:: The problem ::
Across the entries below, count the lines that contain the word "config" and reply with that number only.

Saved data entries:
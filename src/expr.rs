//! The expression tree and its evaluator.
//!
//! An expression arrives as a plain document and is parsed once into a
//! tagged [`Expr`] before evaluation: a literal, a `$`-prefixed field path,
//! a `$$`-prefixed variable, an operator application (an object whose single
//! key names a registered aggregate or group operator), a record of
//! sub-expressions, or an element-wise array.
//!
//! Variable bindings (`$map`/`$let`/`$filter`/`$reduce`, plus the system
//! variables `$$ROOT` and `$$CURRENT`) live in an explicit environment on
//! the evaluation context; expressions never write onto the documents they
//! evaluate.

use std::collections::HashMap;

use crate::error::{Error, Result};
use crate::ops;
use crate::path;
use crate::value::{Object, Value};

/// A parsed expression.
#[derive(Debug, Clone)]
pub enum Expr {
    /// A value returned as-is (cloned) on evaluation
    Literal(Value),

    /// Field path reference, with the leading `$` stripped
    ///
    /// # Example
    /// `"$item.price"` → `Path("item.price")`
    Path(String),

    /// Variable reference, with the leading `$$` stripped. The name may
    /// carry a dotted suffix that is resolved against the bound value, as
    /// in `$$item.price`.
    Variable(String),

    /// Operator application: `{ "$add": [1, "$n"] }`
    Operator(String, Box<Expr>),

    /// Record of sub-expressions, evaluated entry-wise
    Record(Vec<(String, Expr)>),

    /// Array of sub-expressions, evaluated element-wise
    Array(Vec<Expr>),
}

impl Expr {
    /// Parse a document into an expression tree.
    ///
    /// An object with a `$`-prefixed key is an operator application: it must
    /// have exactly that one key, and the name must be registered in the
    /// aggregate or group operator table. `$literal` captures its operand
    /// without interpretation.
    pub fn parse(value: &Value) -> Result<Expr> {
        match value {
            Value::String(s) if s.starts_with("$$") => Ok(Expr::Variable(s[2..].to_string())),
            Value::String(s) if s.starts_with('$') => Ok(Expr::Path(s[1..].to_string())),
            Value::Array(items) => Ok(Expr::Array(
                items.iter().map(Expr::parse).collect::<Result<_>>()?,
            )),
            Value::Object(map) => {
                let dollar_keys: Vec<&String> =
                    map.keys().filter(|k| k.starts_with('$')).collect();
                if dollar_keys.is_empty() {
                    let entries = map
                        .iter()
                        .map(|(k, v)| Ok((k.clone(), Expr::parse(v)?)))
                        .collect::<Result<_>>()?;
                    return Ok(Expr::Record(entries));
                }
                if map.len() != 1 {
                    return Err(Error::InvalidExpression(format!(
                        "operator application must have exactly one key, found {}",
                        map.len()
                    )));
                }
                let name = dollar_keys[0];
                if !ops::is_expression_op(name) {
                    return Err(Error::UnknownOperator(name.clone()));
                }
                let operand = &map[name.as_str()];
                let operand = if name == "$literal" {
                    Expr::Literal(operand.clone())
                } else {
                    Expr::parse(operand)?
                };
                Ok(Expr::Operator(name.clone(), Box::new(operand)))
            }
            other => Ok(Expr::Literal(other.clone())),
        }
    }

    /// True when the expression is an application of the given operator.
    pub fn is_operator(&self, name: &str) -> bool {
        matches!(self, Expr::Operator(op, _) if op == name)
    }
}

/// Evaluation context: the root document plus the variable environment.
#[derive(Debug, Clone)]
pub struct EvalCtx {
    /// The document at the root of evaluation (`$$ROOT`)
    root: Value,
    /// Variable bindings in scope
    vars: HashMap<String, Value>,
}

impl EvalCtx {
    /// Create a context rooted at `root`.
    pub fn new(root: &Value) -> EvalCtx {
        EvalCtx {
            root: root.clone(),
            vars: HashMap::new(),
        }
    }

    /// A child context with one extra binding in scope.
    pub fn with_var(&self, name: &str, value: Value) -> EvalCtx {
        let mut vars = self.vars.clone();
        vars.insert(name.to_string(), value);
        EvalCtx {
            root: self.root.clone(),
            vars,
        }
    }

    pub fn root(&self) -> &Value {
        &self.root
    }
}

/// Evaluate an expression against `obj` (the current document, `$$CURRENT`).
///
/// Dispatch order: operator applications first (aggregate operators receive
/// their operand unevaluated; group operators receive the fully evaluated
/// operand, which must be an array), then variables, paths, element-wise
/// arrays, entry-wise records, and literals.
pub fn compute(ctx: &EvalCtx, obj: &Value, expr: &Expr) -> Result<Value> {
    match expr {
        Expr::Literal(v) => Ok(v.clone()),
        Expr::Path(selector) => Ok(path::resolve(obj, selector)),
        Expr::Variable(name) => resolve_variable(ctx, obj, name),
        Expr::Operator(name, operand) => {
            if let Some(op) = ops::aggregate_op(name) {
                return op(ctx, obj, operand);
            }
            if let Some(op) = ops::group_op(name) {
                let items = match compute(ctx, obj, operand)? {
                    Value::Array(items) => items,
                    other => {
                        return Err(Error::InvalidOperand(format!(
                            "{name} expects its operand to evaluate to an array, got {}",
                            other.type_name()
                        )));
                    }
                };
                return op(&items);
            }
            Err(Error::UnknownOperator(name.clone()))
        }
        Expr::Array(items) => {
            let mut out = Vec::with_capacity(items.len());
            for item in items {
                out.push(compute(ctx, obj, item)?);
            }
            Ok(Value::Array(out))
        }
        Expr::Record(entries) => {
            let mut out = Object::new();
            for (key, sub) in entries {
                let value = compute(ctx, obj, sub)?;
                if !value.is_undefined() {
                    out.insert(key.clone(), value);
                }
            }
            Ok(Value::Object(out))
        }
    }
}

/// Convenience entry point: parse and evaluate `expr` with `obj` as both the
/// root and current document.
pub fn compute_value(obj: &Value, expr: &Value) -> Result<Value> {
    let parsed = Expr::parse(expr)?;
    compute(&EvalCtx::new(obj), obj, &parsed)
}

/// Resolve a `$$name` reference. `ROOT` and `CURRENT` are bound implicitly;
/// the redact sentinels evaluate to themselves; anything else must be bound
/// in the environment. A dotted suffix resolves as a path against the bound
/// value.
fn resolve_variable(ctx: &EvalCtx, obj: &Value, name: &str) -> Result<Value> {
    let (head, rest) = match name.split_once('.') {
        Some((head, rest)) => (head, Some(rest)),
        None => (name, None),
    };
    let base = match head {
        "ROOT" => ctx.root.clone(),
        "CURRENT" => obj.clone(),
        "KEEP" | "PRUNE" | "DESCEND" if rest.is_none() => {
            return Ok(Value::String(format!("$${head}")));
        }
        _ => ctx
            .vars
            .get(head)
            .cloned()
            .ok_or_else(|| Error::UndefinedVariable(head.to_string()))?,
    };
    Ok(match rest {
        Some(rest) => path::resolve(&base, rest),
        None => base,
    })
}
* * *
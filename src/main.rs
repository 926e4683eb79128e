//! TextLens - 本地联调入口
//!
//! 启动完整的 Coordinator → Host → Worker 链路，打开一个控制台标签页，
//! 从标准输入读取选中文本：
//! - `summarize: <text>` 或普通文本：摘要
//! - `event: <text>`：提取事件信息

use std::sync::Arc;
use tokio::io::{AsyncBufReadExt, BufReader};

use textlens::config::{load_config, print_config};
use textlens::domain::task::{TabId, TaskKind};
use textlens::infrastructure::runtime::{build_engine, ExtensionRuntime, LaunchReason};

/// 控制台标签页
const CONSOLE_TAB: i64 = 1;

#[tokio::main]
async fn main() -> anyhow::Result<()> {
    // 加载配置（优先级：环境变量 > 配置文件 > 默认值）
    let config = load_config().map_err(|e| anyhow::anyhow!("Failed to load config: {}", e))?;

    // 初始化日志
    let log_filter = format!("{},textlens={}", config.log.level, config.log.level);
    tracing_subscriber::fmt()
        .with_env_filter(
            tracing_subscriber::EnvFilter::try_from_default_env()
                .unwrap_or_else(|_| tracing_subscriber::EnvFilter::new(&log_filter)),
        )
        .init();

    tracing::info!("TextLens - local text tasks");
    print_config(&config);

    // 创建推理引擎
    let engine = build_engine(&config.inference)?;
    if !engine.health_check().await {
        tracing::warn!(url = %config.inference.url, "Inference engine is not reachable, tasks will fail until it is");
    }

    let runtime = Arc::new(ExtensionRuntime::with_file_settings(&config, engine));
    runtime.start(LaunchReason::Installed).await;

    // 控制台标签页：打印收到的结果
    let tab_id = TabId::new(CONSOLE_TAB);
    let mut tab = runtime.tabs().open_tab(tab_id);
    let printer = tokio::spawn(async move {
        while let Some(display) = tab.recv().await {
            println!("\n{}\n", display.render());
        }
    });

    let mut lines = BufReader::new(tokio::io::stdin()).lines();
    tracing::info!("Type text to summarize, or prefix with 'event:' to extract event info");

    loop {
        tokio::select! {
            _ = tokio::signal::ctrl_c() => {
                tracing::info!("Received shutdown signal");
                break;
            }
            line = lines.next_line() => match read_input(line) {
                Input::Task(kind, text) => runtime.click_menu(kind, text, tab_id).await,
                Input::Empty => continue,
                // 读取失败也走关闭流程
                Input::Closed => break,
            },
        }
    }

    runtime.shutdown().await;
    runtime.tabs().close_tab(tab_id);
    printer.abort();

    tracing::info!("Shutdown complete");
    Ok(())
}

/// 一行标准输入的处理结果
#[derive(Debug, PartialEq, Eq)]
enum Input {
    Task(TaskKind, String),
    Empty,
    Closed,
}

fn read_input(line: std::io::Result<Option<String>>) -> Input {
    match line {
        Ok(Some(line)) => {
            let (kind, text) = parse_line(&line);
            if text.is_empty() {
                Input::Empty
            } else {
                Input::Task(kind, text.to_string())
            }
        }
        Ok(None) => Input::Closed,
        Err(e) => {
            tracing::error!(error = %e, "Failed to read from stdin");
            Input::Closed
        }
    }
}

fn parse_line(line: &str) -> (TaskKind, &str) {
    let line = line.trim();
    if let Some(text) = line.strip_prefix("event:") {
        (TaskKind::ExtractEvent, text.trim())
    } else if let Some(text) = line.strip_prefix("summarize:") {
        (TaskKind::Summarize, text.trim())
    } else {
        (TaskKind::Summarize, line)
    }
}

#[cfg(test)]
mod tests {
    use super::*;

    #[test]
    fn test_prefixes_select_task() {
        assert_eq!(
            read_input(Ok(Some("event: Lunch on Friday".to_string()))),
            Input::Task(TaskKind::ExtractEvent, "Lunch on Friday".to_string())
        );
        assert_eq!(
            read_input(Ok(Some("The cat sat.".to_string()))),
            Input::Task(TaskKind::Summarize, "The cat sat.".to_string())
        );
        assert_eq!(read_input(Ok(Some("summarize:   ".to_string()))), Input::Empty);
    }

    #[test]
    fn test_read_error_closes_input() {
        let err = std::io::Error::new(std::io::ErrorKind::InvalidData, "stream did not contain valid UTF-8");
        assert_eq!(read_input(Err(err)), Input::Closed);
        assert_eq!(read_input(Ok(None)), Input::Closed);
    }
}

:: Output below ::
7